Tailoring and personalization . Similar to problem solving, tailoring and personalization involves molding generic pain management skills around the life of the individual with pain. Personalization can take many forms, such as selecting the elements of a skill found to be useful (e.g. using savoring resilience skills but not signature strengths). Skills can also be personalized in their timing/scheduling (e.g. using relaxation skills once a day for 20 min), modifying the skill to one’s personal taste (e.g. using one’s own music for relaxation rather than a scripted tape), or receiving personalized feedback on progress or barriers. Studies on the value of self-management personalization support the approach as a means of enhancing adherence and reinforcing one’s self-efficacy for managing pain.
Monitoring how symptoms change over time and how specific behavioral changes can be more or less beneficial for a given symptom allows the individual to know what is working or what treatments can be stopped over the long term. Two types of self-monitoring will be described, monitoring for symptoms and monitoring behaviors.

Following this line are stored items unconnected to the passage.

impl RequestWorkflowState {
    /// Creates an empty state whose cursors start at page 1 with `page_size`.
    pub fn new(page_size: u32) -> Self {
        Self {
            requests: Vec::new(),
            search_results: Vec::new(),
            completed: Vec::new(),
            in_progress: Vec::new(),
            in_flight: HashSet::new(),
            search_text: String::new(),
            pending_cursor: PageCursor::new(page_size),
            completed_cursor: PageCursor::new(page_size),
            pending_loading: false,
            completed_loading: false,
            pending_sequence: 0,
            completed_sequence: 0,
        }
    }

    // ===== Loading =====

    /// Issues a pending-list load. The returned ticket must be handed back to
    /// [`finish_pending_load`](Self::finish_pending_load) with the response.
    pub fn begin_pending_load(
        &mut self,
        search_text: Option<&str>,
        page: u32,
        page_size: u32,
    ) -> LoadTicket {
        self.pending_sequence += 1;
        self.pending_loading = true;
        let ticket = LoadTicket {
            sequence: self.pending_sequence,
            query: ListQuery::page(page, page_size).with_search(search_text),
        };
        tracing::debug!(sequence = ticket.sequence, query = ?ticket.query, "Loading pending requests");
        ticket
    }

    /// Applies a pending-list response.
    ///
    /// Only the most recently issued ticket is applied. On any error the
    /// lists, cursor and claims are left as they were.
    pub fn finish_pending_load(
        &mut self,
        ticket: LoadTicket,
        response: GatewayResult<PaginatedResponse<ArchiveRequest>>,
    ) -> Result<Page<ArchiveRequest>, FetchError> {
        if ticket.sequence != self.pending_sequence {
            tracing::warn!(
                sequence = ticket.sequence,
                latest = self.pending_sequence,
                "Discarding stale pending response"
            );
            return Err(FetchError::Superseded);
        }
        self.pending_loading = false;

        let page = Self::accept(response)?;
        let cursor = Self::cursor_for(&ticket.query, &page);

        match ticket.query.search_text {
            Some(text) => {
                self.search_results = page.items.clone();
                self.search_text = text;
            }
            None => {
                self.requests = page.items.clone();
                self.search_results.clear();
                self.search_text.clear();
            }
        }

        self.pending_cursor = cursor;
        self.prune_in_progress();

        tracing::debug!(
            items = page.items.len(),
            total_items = page.total_items,
            searching = self.is_searching(),
            "Applied pending requests"
        );
        Ok(page)
    }

    /// Loads a page of the pending queue, or of search results when
    /// `search_text` is non-empty.
    pub fn load_pending(
        &mut self,
        gateway: &impl ArchiveGateway,
        search_text: Option<&str>,
        page: u32,
        page_size: u32,
    ) -> Result<Page<ArchiveRequest>, FetchError> {
        let ticket = self.begin_pending_load(search_text, page, page_size);
        let response = gateway.list_requests(ticket.query());
        self.finish_pending_load(ticket, response)
    }

    /// Reloads the pending list at its current search and page.
    pub fn refresh_pending(
        &mut self,
        gateway: &impl ArchiveGateway,
    ) -> Result<Page<ArchiveRequest>, FetchError> {
        let search_text = self.search_text.clone();
        let cursor = self.pending_cursor;
        self.load_pending(gateway, Some(&search_text), cursor.page, cursor.page_size)
    }

    /// Issues a completed-list load and marks that list as loading.
    ///
    /// Any ticket issued earlier for the completed list becomes stale.
    pub fn begin_completed_load(&mut self, page: u32, page_size: u32) -> LoadTicket {
        self.completed_sequence += 1;
        self.completed_loading = true;
        let ticket = LoadTicket {
            sequence: self.completed_sequence,
            query: ListQuery::page(page, page_size),
        };
        tracing::debug!(sequence = ticket.sequence, query = ?ticket.query, "Loading completed requests");
        ticket
    }

    /// Applies a completed-list response, keeping only approved and rejected
    /// requests. Totals stay those of the unfiltered backend page.
    pub fn finish_completed_load(
        &mut self,
        ticket: LoadTicket,
        response: GatewayResult<PaginatedResponse<ArchiveRequest>>,
    ) -> Result<Page<ArchiveRequest>, FetchError> {
        if ticket.sequence != self.completed_sequence {
            tracing::warn!(
                sequence = ticket.sequence,
                latest = self.completed_sequence,
                "Discarding stale completed response"
            );
            return Err(FetchError::Superseded);
        }
        self.completed_loading = false;

        let mut page = Self::accept(response)?;
        page.items.retain(|request| request.action_taken.is_completed());

        self.completed = page.items.clone();
        self.completed_cursor = Self::cursor_for(&ticket.query, &page);

        tracing::debug!(
            items = page.items.len(),
            total_items = page.total_items,
            "Applied completed requests"
        );
        Ok(page)
    }

    /// Loads `page` of the completed list and applies it.
    ///
    /// # Arguments
    ///
    /// * `gateway` - Backend to list requests from
    /// * `page` - One-based page number
    /// * `page_size` - Requests per page, before client-side filtering
    pub fn load_completed(
        &mut self,
        gateway: &impl ArchiveGateway,
        page: u32,
        page_size: u32,
    ) -> Result<Page<ArchiveRequest>, FetchError> {
        let ticket = self.begin_completed_load(page, page_size);
        let response = gateway.list_requests(ticket.query());
        self.finish_completed_load(ticket, response)
    }

    /// Reloads the completed list at its current page.
    pub fn refresh_completed(
        &mut self,
        gateway: &impl ArchiveGateway,
    ) -> Result<Page<ArchiveRequest>, FetchError> {
        let cursor = self.completed_cursor;
        self.load_completed(gateway, cursor.page, cursor.page_size)
    }

    fn accept(
        response: GatewayResult<PaginatedResponse<ArchiveRequest>>,
    ) -> Result<Page<ArchiveRequest>, FetchError> {
        let response = response.inspect_err(|err| {
            tracing::warn!(error = %err, "Listing requests failed");
        })?;
        response.into_page().ok_or_else(|| {
            tracing::warn!("Listing response carried no data");
            FetchError::MissingData
        })
    }

    fn cursor_for(query: &ListQuery, page: &Page<ArchiveRequest>) -> PageCursor {
        PageCursor {
            page: query.page_number.unwrap_or(1),
            page_size: query.page_size.unwrap_or(page.page_size),
            total_items: page.total_items,
            total_pages: page.total_pages,
        }
    }

    fn prune_in_progress(&mut self) {
        let pending_ids: HashSet<String> = self
            .displayed()
            .iter()
            .filter(|request| request.is_pending())
            .map(|request| request.id.clone())
            .collect();
        self.in_progress.retain(|id| pending_ids.contains(id));
    }

    // ===== Claims =====

    /// Claims `id` for work. Only the next available pending request can be
    /// claimed; anything else is a no-op returning `false`.
    pub fn claim(&mut self, id: &str) -> bool {
        if self.next_available_pending_id() != Some(id) {
            return false;
        }
        self.in_progress.push(id.to_string());
        true
    }

    /// Drops the claim on `id`, if any.
    pub fn release(&mut self, id: &str) {
        self.in_progress.retain(|claimed| claimed != id);
    }

    // ===== Actions =====

    /// Marks `action`'s request as having a submission outstanding.
    pub fn begin_action(&mut self, action: &ActionRequest) -> Result<(), ActionError> {
        if !self.in_flight.insert(action.id().to_string()) {
            tracing::warn!(id = action.id(), "Rejecting concurrent action");
            return Err(ActionError::InProgress(action.id().to_string()));
        }
        Ok(())
    }

    /// Applies the backend's answer to a submission started with
    /// [`begin_action`](Self::begin_action). On success the request is
    /// released; on failure its claim is kept for a retry.
    pub fn finish_action(
        &mut self,
        action: &ActionRequest,
        outcome: GatewayResult<ActionOutcome>,
    ) -> Result<(), ActionError> {
        self.in_flight.remove(action.id());

        let outcome = outcome.inspect_err(|err| {
            tracing::warn!(id = action.id(), error = %err, "Action submission failed");
        })?;
        if !outcome.succeeded() {
            tracing::warn!(id = action.id(), action = ?action.action_taken(), "Action not accepted");
            return Err(ActionError::Unsuccessful);
        }

        tracing::info!(id = action.id(), action = ?action.action_taken(), "Action applied");
        self.release(action.id());
        Ok(())
    }

    fn submit(
        &mut self,
        gateway: &impl ArchiveGateway,
        action: ActionRequest,
    ) -> Result<ActionReceipt, ActionError> {
        self.begin_action(&action)?;
        let outcome = gateway.submit_action(&action);
        self.finish_action(&action, outcome)?;

        Ok(ActionReceipt {
            pending_refresh: self.refresh_pending(gateway).map(|_| ()),
            completed_refresh: self.refresh_completed(gateway).map(|_| ()),
        })
    }

    /// Approves `id` and refreshes both lists on success.
    ///
    /// The claim is released once the backend accepts the action. On failure
    /// it is kept so the action can be retried.
    pub fn approve(
        &mut self,
        gateway: &impl ArchiveGateway,
        id: &str,
    ) -> Result<ActionReceipt, ActionError> {
        self.submit(gateway, ActionRequest::approve(id))
    }

    /// Rejects `id`; an empty or blank reason fails before anything is sent.
    pub fn reject(
        &mut self,
        gateway: &impl ArchiveGateway,
        id: &str,
        reason: &str,
    ) -> Result<ActionReceipt, ActionError> {
        let action = ActionRequest::reject(id, reason)?;
        self.submit(gateway, action)
    }

    /// Returns a completed request to the pending queue.
    pub fn rollback_to_pending(
        &mut self,
        gateway: &impl ArchiveGateway,
        id: &str,
    ) -> Result<ActionReceipt, ActionError> {
        self.submit(gateway, ActionRequest::rollback(id))
    }

    // ===== Derived views =====

    /// Whether a non-empty search is applied.
    pub fn is_searching(&self) -> bool {
        !self.search_text.is_empty()
    }

    /// The list currently shown: search results while searching, otherwise
    /// the default listing.
    pub fn displayed(&self) -> &[ArchiveRequest] {
        if self.is_searching() {
            &self.search_results
        } else {
            &self.requests
        }
    }

    /// Pending requests of the displayed list, in listing order.
    pub fn pending(&self) -> Vec<&ArchiveRequest> {
        self.displayed()
            .iter()
            .filter(|request| request.is_pending())
            .collect()
    }

    /// Approved and rejected requests of the loaded completed page.
    pub fn completed(&self) -> &[ArchiveRequest] {
        &self.completed
    }

    pub fn approved(&self) -> Vec<&ArchiveRequest> {
        self.with_action(ArchiveAction::Approved)
    }

    pub fn rejected(&self) -> Vec<&ArchiveRequest> {
        self.with_action(ArchiveAction::Rejected)
    }

    fn with_action(&self, action: ArchiveAction) -> Vec<&ArchiveRequest> {
        self.completed
            .iter()
            .filter(|request| request.action_taken == action)
            .collect()
    }

    /// First pending request, in list order, that is not claimed.
    pub fn next_available_pending_id(&self) -> Option<&str> {
        self.displayed()
            .iter()
            .filter(|request| request.is_pending())
            .map(|request| request.id.as_str())
            .find(|id| !self.is_in_progress(id))
    }

    /// Whether `id` is currently claimed.
    pub fn is_in_progress(&self, id: &str) -> bool {
        self.in_progress.iter().any(|claimed| claimed == id)
    }

    /// Claimed request IDs in claim order.
    pub fn in_progress_ids(&self) -> &[String] {
        &self.in_progress
    }

    /// Claimed requests in claim order.
    pub fn in_progress_requests(&self) -> Vec<&ArchiveRequest> {
        self.in_progress
            .iter()
            .filter_map(|id| self.displayed().iter().find(|request| &request.id == id))
            .collect()
    }

    /// Whether an action for `id` is awaiting the backend.
    pub fn is_action_in_flight(&self, id: &str) -> bool {
        self.in_flight.contains(id)
    }

    /// The last successfully applied search text, `""` when none.
    pub fn search_text(&self) -> &str {
        &self.search_text
    }

    pub fn pending_cursor(&self) -> PageCursor {
        self.pending_cursor
    }

    pub fn completed_cursor(&self) -> PageCursor {
        self.completed_cursor
    }

    pub fn is_pending_loading(&self) -> bool {
        self.pending_loading
    }

    pub fn is_completed_loading(&self) -> bool {
        self.completed_loading
    }
}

Symptom monitoring . People have difficulty remembering how pain intensity fluctuates. If asked about pain intensity for the past week, people most likely recall the peak pain experienced for the week or report the pain intensity that occurred in the last several hours. Being unable to objectively recount how pain was experienced over time makes treatment planning more difficult and makes it difficult to evaluate when and what treatments are working and which are not.
The most common symptoms monitored in the context of pain include pain intensity, the location of pain (using a body map), sleep problems, anxiety/depression, cognitive difficulties (e.g. memory and concentration), and fatigue. These symptoms represent a symptom cluster that commonly accompanies pain and other chronic diseases. This symptom cluster remembered by the acronym s.p.a.c.e. (sleep, pain, affect, cognition, energy) has been identified in both human and animal models as an index of “unwellness.” Monitoring s.p.a.c.e. over time can provide an ongoing account of how these symptoms interact, worsen, or improve compared to each other or with a given treatment.

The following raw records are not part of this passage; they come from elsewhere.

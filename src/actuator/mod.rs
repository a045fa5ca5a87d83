//! Output side: the `Actuator` capability and what every backend shares.
//!
//! The four driver variants (dual and single channel converters, software and
//! hardware duty cycle) differ only in channel count, full scale value and
//! resolution. [`OutputProfile`] captures that, and [`ChannelBank`] applies it
//! so each backend only has to render the value.

mod log;
mod terminal;

use std::fmt;

use serde::{Deserialize, Serialize};

use crate::constants::{
    DAC_FULL_SCALE, DAC_MAX, HARD_PWM_FULL_SCALE, HARD_PWM_MAX, SOFT_PWM_FULL_SCALE, SOFT_PWM_MAX,
};
use crate::error::ActuatorError;

pub use self::log::LogActuator;
pub use self::terminal::TerminalMeter;

#[derive(Debug, Clone, Copy, PartialEq, Eq, PartialOrd, Ord, Hash, Serialize, Deserialize)]
#[serde(transparent)]
pub struct ChannelId(pub u8);

impl fmt::Display for ChannelId {
    fn fmt(&self, f: &mut fmt::Formatter<'_>) -> fmt::Result {
        write!(f, "{}", self.0)
    }
}

/// Sink that renders a number as a physical signal, one value per channel.
pub trait Actuator {
    fn set_value(&mut self, channel: ChannelId, value: f64) -> Result<(), ActuatorError>;

    fn shutdown(&mut self, channel: ChannelId) -> Result<(), ActuatorError>;
}

impl<A: Actuator + ?Sized> Actuator for Box<A> {
    fn set_value(&mut self, channel: ChannelId, value: f64) -> Result<(), ActuatorError> {
        (**self).set_value(channel, value)
    }

    fn shutdown(&mut self, channel: ChannelId) -> Result<(), ActuatorError> {
        (**self).shutdown(channel)
    }
}

#[derive(Debug, Clone, Copy, PartialEq, Eq)]
pub enum Resolution {
    /// Register or duty cycle steps, written truncated toward zero.
    Integer,
    Continuous,
}

impl Resolution {
    pub fn quantize(self, value: f64) -> f64 {
        match self {
            Resolution::Integer => value.trunc(),
            Resolution::Continuous => value,
        }
    }
}

#[derive(Debug, Clone, Copy, PartialEq, Eq, Default, Serialize, Deserialize)]
#[serde(rename_all = "kebab-case")]
pub enum OutputProfile {
    /// Two channel 12 bit bus converter.
    #[default]
    DualDac,
    /// One channel 12 bit bus converter.
    SingleDac,
    /// Software timed duty cycle, 0-100 scale.
    SoftPwm,
    /// Hardware timed duty cycle, integer scale.
    HardPwm,
}

impl OutputProfile {
    pub fn channel_count(self) -> u8 {
        match self {
            OutputProfile::SingleDac => 1,
            OutputProfile::DualDac | OutputProfile::SoftPwm | OutputProfile::HardPwm => 2,
        }
    }

    pub fn full_scale(self) -> f64 {
        match self {
            OutputProfile::DualDac | OutputProfile::SingleDac => DAC_FULL_SCALE,
            OutputProfile::SoftPwm => SOFT_PWM_FULL_SCALE,
            OutputProfile::HardPwm => HARD_PWM_FULL_SCALE,
        }
    }

    /// Where the needle reaches full deflection.
    pub fn default_max(self) -> f64 {
        match self {
            OutputProfile::DualDac | OutputProfile::SingleDac => DAC_MAX,
            OutputProfile::SoftPwm => SOFT_PWM_MAX,
            OutputProfile::HardPwm => HARD_PWM_MAX,
        }
    }

    pub fn resolution(self) -> Resolution {
        match self {
            OutputProfile::SoftPwm => Resolution::Continuous,
            _ => Resolution::Integer,
        }
    }
}

#[derive(Debug, Clone, PartialEq)]
pub struct ChannelSpec {
    pub id: ChannelId,
    pub label: String,
    pub max: f64,
}

#[derive(Debug, Clone)]
struct ChannelState {
    spec: ChannelSpec,
    current: f64,
    shut_down: bool,
}

/// Channel bookkeeping shared by the backends: id lookup, range check,
/// resolution and the last written value.
#[derive(Debug, Clone)]
pub struct ChannelBank {
    channels: Vec<ChannelState>,
    resolution: Resolution,
}

impl ChannelBank {
    pub fn new(specs: Vec<ChannelSpec>, resolution: Resolution) -> Self {
        let channels = specs
            .into_iter()
            .map(|spec| ChannelState {
                spec,
                current: 0.0,
                shut_down: false,
            })
            .collect();
        Self {
            channels,
            resolution,
        }
    }

    fn state_mut(&mut self, channel: ChannelId) -> Result<&mut ChannelState, ActuatorError> {
        self.channels
            .iter_mut()
            .find(|state| state.spec.id == channel)
            .ok_or(ActuatorError::UnknownChannel(channel))
    }

    /// Validate and record a write, returning the value to put on the wire.
    pub fn write(&mut self, channel: ChannelId, value: f64) -> Result<f64, ActuatorError> {
        let resolution = self.resolution;
        let state = self.state_mut(channel)?;
        if state.shut_down {
            return Err(ActuatorError::ChannelShutDown(channel));
        }
        if !value.is_finite() || value < 0.0 || value > state.spec.max {
            return Err(ActuatorError::OutOfRange {
                channel,
                value,
                max: state.spec.max,
            });
        }
        let value = resolution.quantize(value);
        state.current = value;
        Ok(value)
    }

    /// Mark a channel as released. Repeated calls are harmless.
    pub fn shutdown(&mut self, channel: ChannelId) -> Result<(), ActuatorError> {
        let state = self.state_mut(channel)?;
        state.shut_down = true;
        Ok(())
    }

    pub fn label(&self, channel: ChannelId) -> &str {
        self.channels
            .iter()
            .find(|state| state.spec.id == channel)
            .map_or("?", |state| state.spec.label.as_str())
    }

    pub fn all_shut_down(&self) -> bool {
        self.channels.iter().all(|state| state.shut_down)
    }

    pub fn specs(&self) -> impl Iterator<Item = (&ChannelSpec, f64)> {
        self.channels.iter().map(|state| (&state.spec, state.current))
    }
}

#[cfg(test)]
mod tests {
    use super::*;

    fn bank(resolution: Resolution) -> ChannelBank {
        ChannelBank::new(
            vec![
                ChannelSpec {
                    id: ChannelId(0),
                    label: "cpu".into(),
                    max: 600.0,
                },
                ChannelSpec {
                    id: ChannelId(1),
                    label: "network".into(),
                    max: 600.0,
                },
            ],
            resolution,
        )
    }

    #[test]
    fn integer_profiles_truncate() {
        let mut bank = bank(Resolution::Integer);
        assert_eq!(bank.write(ChannelId(1), 599.9).unwrap(), 599.0);
        let current: Vec<f64> = bank.specs().map(|(_, v)| v).collect();
        assert_eq!(current, vec![0.0, 599.0]);
    }

    #[test]
    fn continuous_profiles_pass_through() {
        let mut bank = bank(Resolution::Continuous);
        assert_eq!(bank.write(ChannelId(0), 4.25).unwrap(), 4.25);
    }

    #[test]
    fn rejects_unknown_channel_and_out_of_range() {
        let mut bank = bank(Resolution::Integer);
        assert!(matches!(
            bank.write(ChannelId(7), 1.0),
            Err(ActuatorError::UnknownChannel(ChannelId(7)))
        ));
        assert!(matches!(
            bank.write(ChannelId(0), 600.5),
            Err(ActuatorError::OutOfRange { .. })
        ));
        assert!(matches!(
            bank.write(ChannelId(0), -0.1),
            Err(ActuatorError::OutOfRange { .. })
        ));
        assert!(matches!(
            bank.write(ChannelId(0), f64::NAN),
            Err(ActuatorError::OutOfRange { .. })
        ));
    }

    #[test]
    fn writes_after_shutdown_fail() {
        let mut bank = bank(Resolution::Integer);
        bank.shutdown(ChannelId(0)).unwrap();
        bank.shutdown(ChannelId(0)).unwrap();
        assert!(!bank.all_shut_down());
        assert!(matches!(
            bank.write(ChannelId(0), 0.0),
            Err(ActuatorError::ChannelShutDown(ChannelId(0)))
        ));
        bank.shutdown(ChannelId(1)).unwrap();
        assert!(bank.all_shut_down());
    }

    #[test]
    fn profiles_describe_the_hardware() {
        assert_eq!(OutputProfile::SingleDac.channel_count(), 1);
        assert_eq!(OutputProfile::DualDac.default_max(), 600.0);
        assert_eq!(OutputProfile::SoftPwm.resolution(), Resolution::Continuous);
        assert_eq!(OutputProfile::HardPwm.default_max(), 200.0);
        assert!(OutputProfile::HardPwm.default_max() <= OutputProfile::HardPwm.full_scale());
    }
}
/// Running sum of one metric over a polling window.
#[derive(Debug, Clone)]
pub struct WindowAccumulator {
    window: u32,
    sum: f64,
    count: u32,
}

impl WindowAccumulator {
    pub fn new(window: u32) -> Self {
        debug_assert!(window >= 1, "window must hold at least one tick");
        Self {
            window: window.max(1),
            sum: 0.0,
            count: 0,
        }
    }

    pub fn add(&mut self, value: f64) {
        debug_assert!(self.count < self.window, "sample added to a full window");
        self.sum += value;
        self.count += 1;
    }

    pub fn is_window_complete(&self) -> bool {
        self.count == self.window
    }

    /// Window mean, then reset. Only valid once the window is complete.
    pub fn drain_average(&mut self) -> f64 {
        debug_assert!(self.is_window_complete(), "window drained early");
        let average = self.sum / self.window as f64;
        self.sum = 0.0;
        self.count = 0;
        average
    }

    pub fn count(&self) -> u32 {
        self.count
    }
}

#[cfg(test)]
mod tests {
    use super::*;

    #[test]
    fn averages_a_full_window() {
        let mut acc = WindowAccumulator::new(3);
        acc.add(0.0);
        acc.add(50.0);
        assert!(!acc.is_window_complete());
        acc.add(100.0);
        assert!(acc.is_window_complete());
        assert_eq!(acc.drain_average(), 50.0);
        assert_eq!(acc.count(), 0);
        assert!(!acc.is_window_complete());
    }

    #[test]
    fn single_tick_window_passes_value_through() {
        let mut acc = WindowAccumulator::new(1);
        acc.add(42.5);
        assert!(acc.is_window_complete());
        assert_eq!(acc.drain_average(), 42.5);
    }

    #[test]
    fn drain_resets_sum_for_next_window() {
        let mut acc = WindowAccumulator::new(2);
        acc.add(100.0);
        acc.add(100.0);
        assert_eq!(acc.drain_average(), 100.0);
        acc.add(10.0);
        acc.add(20.0);
        assert_eq!(acc.drain_average(), 15.0);
    }
}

Behavioral monitoring . Many of the self-management strategies require behavioral changes to be made. Thus monitoring or tracking the use of individual self-management skills can help with adherence and habit formation. For example, if an individual wishes to learn relaxation skills, it can be helpful to monitor time spent practicing relaxation daily. The same could be helpful if the individuals were trying to increase exercise time or monitor dietary intake. Behavioral monitoring helps establish routines but can also be used in combination with symptom monitoring to identify which behavioral changes are beneficial in altering the s.p.a.c.e symptom cluster.